PBA President Patrick Lynch was critical of Shea’s announcement.
“Anti-Crime’s mission was to protect New Yorkers by proactively preventing crime, especially gun violence. Shooting and murders are both climbing steadily upward, but our city leaders have clearly decided that proactive policing isn’t a priority anymore," Lynch said. "They chose this strategy. They will have to reckon with the consequences.”
Plainclothes cops will still be utilized for narcotics and surveillance units, according to Shea.
The NYPD’s decision comes after weeks of protests following the death of George Floyd, who died in Minneapolis after officer Derek Chauvin kneeled on his neck for nearly nine minutes. Chauvin has since been fired, and arrested and charged in Floyd’s killing.
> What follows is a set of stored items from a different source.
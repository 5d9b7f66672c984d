//! Domain models shared between the API, database, and signaling layers.

pub mod group;
pub mod message;
pub mod room;
pub mod social;
pub mod task;
pub mod user;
Floyd could be heard on video saying “I can’t breathe” while being pinned on the pavement — the same words spoken by Eric Garner in Tompkinsville six years earlier when plainclothes officer Daniel Pantaleo wrestled Garner, 43, to the ground and applied a banned chokehold during an arrest for allegedly selling loose cigarettes.
Pantaleo was fired from the NYPD in 2019 following a department trial.
On Monday, Shea recognized the reforms aimed at improving department transparency made at both the state and city level.
“We welcome reform, but we also believe that meaningful reform starts from within," Shea said.
Gov. Andrew Cuomo announced Monday that he will be signing three bills related to officer weapon discharges, police and court data on arrest demographics, and requirements that officers lend mental and medical health aid to detainees who require it, in addition to a four-bill package he signed Friday.
The governor also signed an executive order Friday requiring about 500 local police agencies across New York to engage the community, and implement a plan by April 1, 2021 that addresses police reform.
“What we do in New York is we take the outrage, and we seize the moment,” Cuomo said. “It’s about people wanting change. Well, New York will be the place that actually makes the change.”